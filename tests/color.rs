mod tests {
    use ws2812_effects::DescriptorError;
    use ws2812_effects::color::{
        Rgb, blend_colors, checked_rgb, hue_degrees, hue_to_rgb, palette, scale_color,
    };
    use ws2812_effects::error::Channel;

    const RED: Rgb = Rgb { r: 255, g: 0, b: 0 };
    const BLUE: Rgb = Rgb { r: 0, g: 0, b: 255 };
    const BLACK: Rgb = Rgb { r: 0, g: 0, b: 0 };
    const WHITE: Rgb = Rgb {
        r: 255,
        g: 255,
        b: 255,
    };

    #[test]
    fn test_blend_colors() {
        assert_eq!(blend_colors(RED, BLUE, 0), RED);
        assert_eq!(blend_colors(RED, BLUE, 255), BLUE);
        assert_eq!(
            blend_colors(BLACK, WHITE, 128),
            Rgb {
                r: 128,
                g: 128,
                b: 128
            }
        );
        assert_eq!(blend_colors(WHITE, BLACK, 255), BLACK);
    }

    #[test]
    fn test_scale_color() {
        let pink = palette::PINK;
        assert_eq!(scale_color(pink, 255), pink);
        assert_eq!(scale_color(pink, 0), BLACK);
        assert_eq!(
            scale_color(WHITE, 127),
            Rgb {
                r: 127,
                g: 127,
                b: 127
            }
        );
        for level in 0..=255u8 {
            let scaled = scale_color(pink, level);
            assert!(scaled.r <= pink.r && scaled.g <= pink.g && scaled.b <= pink.b);
        }
    }

    #[test]
    fn test_hue_degrees() {
        assert_eq!(hue_degrees(palette::RED), 0);
        assert_eq!(hue_degrees(palette::YELLOW), 60);
        assert_eq!(hue_degrees(palette::GREEN), 120);
        assert_eq!(hue_degrees(palette::CYAN), 180);
        assert_eq!(hue_degrees(palette::BLUE), 240);
        assert_eq!(hue_degrees(palette::MAGENTA), 300);
        assert_eq!(hue_degrees(palette::GRAY), 0);
    }

    #[test]
    fn test_hue_to_rgb_wraps() {
        assert_eq!(hue_to_rgb(0), hue_to_rgb(360));
        assert_eq!(hue_to_rgb(30), hue_to_rgb(390));
        assert_ne!(hue_to_rgb(0), hue_to_rgb(180));
    }

    #[test]
    fn test_checked_rgb() {
        assert_eq!(checked_rgb(255, 165, 0), Ok(palette::ORANGE));
        assert_eq!(
            checked_rgb(0, 256, 0),
            Err(DescriptorError::ChannelOutOfRange {
                channel: Channel::Green,
                value: 256
            })
        );
        assert_eq!(
            checked_rgb(0, 0, 1000),
            Err(DescriptorError::ChannelOutOfRange {
                channel: Channel::Blue,
                value: 1000
            })
        );
    }

    #[test]
    fn test_palette_aliases() {
        assert_eq!(palette::LIME, palette::GREEN);
        assert_eq!(palette::FUCHSIA, palette::MAGENTA);
        assert_eq!(palette::BROWN, Rgb::new(165, 42, 42));
        assert_eq!(palette::NAVY, Rgb::new(0, 0, 128));
    }
}
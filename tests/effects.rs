mod tests {
    use embassy_time::Duration;
    use ws2812_effects::BreathCurve;
    use ws2812_effects::effect::{
        BlinkEffect, Effect, EffectStatus, RainbowEffect, StaticColorEffect, envelope,
    };
    use ws2812_effects::palette::{BLACK, GREEN, RED};

    const PERIOD: Duration = Duration::from_millis(2000);

    fn levels(curve: BreathCurve, from_ms: u64, to_ms: u64) -> Vec<u8> {
        (from_ms..=to_ms)
            .step_by(10)
            .map(|ms| envelope(curve, Duration::from_millis(ms), PERIOD))
            .collect()
    }

    #[test]
    fn test_envelope_rises_then_falls() {
        for curve in [BreathCurve::Sine, BreathCurve::Triangle] {
            let rising = levels(curve, 0, 1000);
            assert!(rising.windows(2).all(|w| w[0] <= w[1]), "{curve:?} rising");
            assert_eq!(rising[0], 0);
            assert_eq!(*rising.last().unwrap(), 255);

            let falling = levels(curve, 1000, 1990);
            assert!(falling.windows(2).all(|w| w[0] >= w[1]), "{curve:?} falling");
        }
    }

    #[test]
    fn test_rainbow_neighbour_offset() {
        let mut rainbow = RainbowEffect::new(0, 12, Duration::from_millis(5000));
        let mut leds = [BLACK; 40];
        for step in [0, 20, 1250, 3333, 9000] {
            rainbow.render(Duration::from_millis(step), &mut leds);
            for index in 0..leds.len() - 1 {
                let here = rainbow.hue_at(index);
                let next = rainbow.hue_at(index + 1);
                assert_eq!((next + 360 - here) % 360, 12);
            }
        }
    }

    #[test]
    fn test_rainbow_rotation() {
        let mut rainbow = RainbowEffect::new(240, 12, Duration::from_millis(5000));
        let mut leds = [BLACK; 4];
        assert_eq!(rainbow.hue_at(0), 240);

        rainbow.render(Duration::from_millis(1250), &mut leds);
        assert_eq!(rainbow.rotation(), 90);
        assert_eq!(rainbow.hue_at(0), 330);
        assert_eq!(rainbow.hue_at(1), 342);
        assert_eq!(rainbow.hue_at(3), 6);

        // A full cycle brings the wheel back
        rainbow.render(Duration::from_millis(5000), &mut leds);
        assert_eq!(rainbow.rotation(), 90);
    }

    #[test]
    fn test_blink_counts_cycles() {
        let mut blink = BlinkEffect::new(RED, Duration::from_millis(200), 2);
        let mut leds = [BLACK; 3];
        let half = Duration::from_millis(100);

        let mut frames = Vec::new();
        let mut elapsed = Duration::from_millis(0);
        while blink.render(elapsed, &mut leds) == EffectStatus::Running {
            frames.push(leds[0]);
            elapsed = half;
        }
        assert_eq!(frames, [RED, BLACK, RED, BLACK]);
    }

    #[test]
    fn test_blink_finishes_after_long_gap() {
        let mut blink = BlinkEffect::new(RED, Duration::from_millis(200), 3);
        let mut leds = [BLACK; 1];
        assert_eq!(
            blink.render(Duration::from_millis(10_000), &mut leds),
            EffectStatus::Finished
        );
    }

    #[test]
    fn test_sweep_lights_one_led_per_step() {
        let mut sweep = StaticColorEffect::sweep(GREEN, Duration::from_millis(50));
        let mut leds = [RED; 4];

        sweep.render(Duration::from_millis(0), &mut leds);
        assert_eq!(leds, [GREEN, BLACK, BLACK, BLACK]);
        sweep.render(Duration::from_millis(49), &mut leds);
        assert_eq!(leds, [GREEN, BLACK, BLACK, BLACK]);
        sweep.render(Duration::from_millis(1), &mut leds);
        assert_eq!(leds, [GREEN, GREEN, BLACK, BLACK]);
        sweep.render(Duration::from_millis(500), &mut leds);
        assert_eq!(leds, [GREEN; 4]);
        assert!(sweep.is_settled());

        // Settled effects leave the buffer alone
        leds[1] = RED;
        sweep.render(Duration::from_millis(50), &mut leds);
        assert_eq!(leds[1], RED);
    }

    #[test]
    fn test_zero_step_delay_fills_at_once() {
        let mut sweep = StaticColorEffect::sweep(GREEN, Duration::from_millis(0));
        let mut leds = [BLACK; 5];
        sweep.render(Duration::from_millis(0), &mut leds);
        assert_eq!(leds, [GREEN; 5]);
    }
}
#![allow(dead_code)]

use ws2812_effects::{InitError, Rgb, StripConfig, StripHandle, Transmitter};

/// Driver that keeps every transmitted frame
#[derive(Debug, Default)]
pub struct Recorder {
    pub frames: Vec<Vec<Rgb>>,
    pub busy_pin: Option<u8>,
}

impl Transmitter for Recorder {
    fn claim(&mut self, pin: u8) -> Result<(), InitError> {
        if self.busy_pin == Some(pin) {
            return Err(InitError::PeripheralUnavailable { pin });
        }
        Ok(())
    }

    fn transmit(&mut self, pixels: &[Rgb]) {
        self.frames.push(pixels.to_vec());
    }
}

pub const MAX_LEDS: usize = 32;

pub type TestStrip<'a> = StripHandle<'a, Recorder, MAX_LEDS>;

pub fn strip(len: usize) -> TestStrip<'static> {
    StripHandle::create(StripConfig::new(len, 5), Recorder::default()).unwrap()
}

——————————

* Work order:
How many lines of the material contain the string "push"? Answer with that number alone.

* Exercise response:
2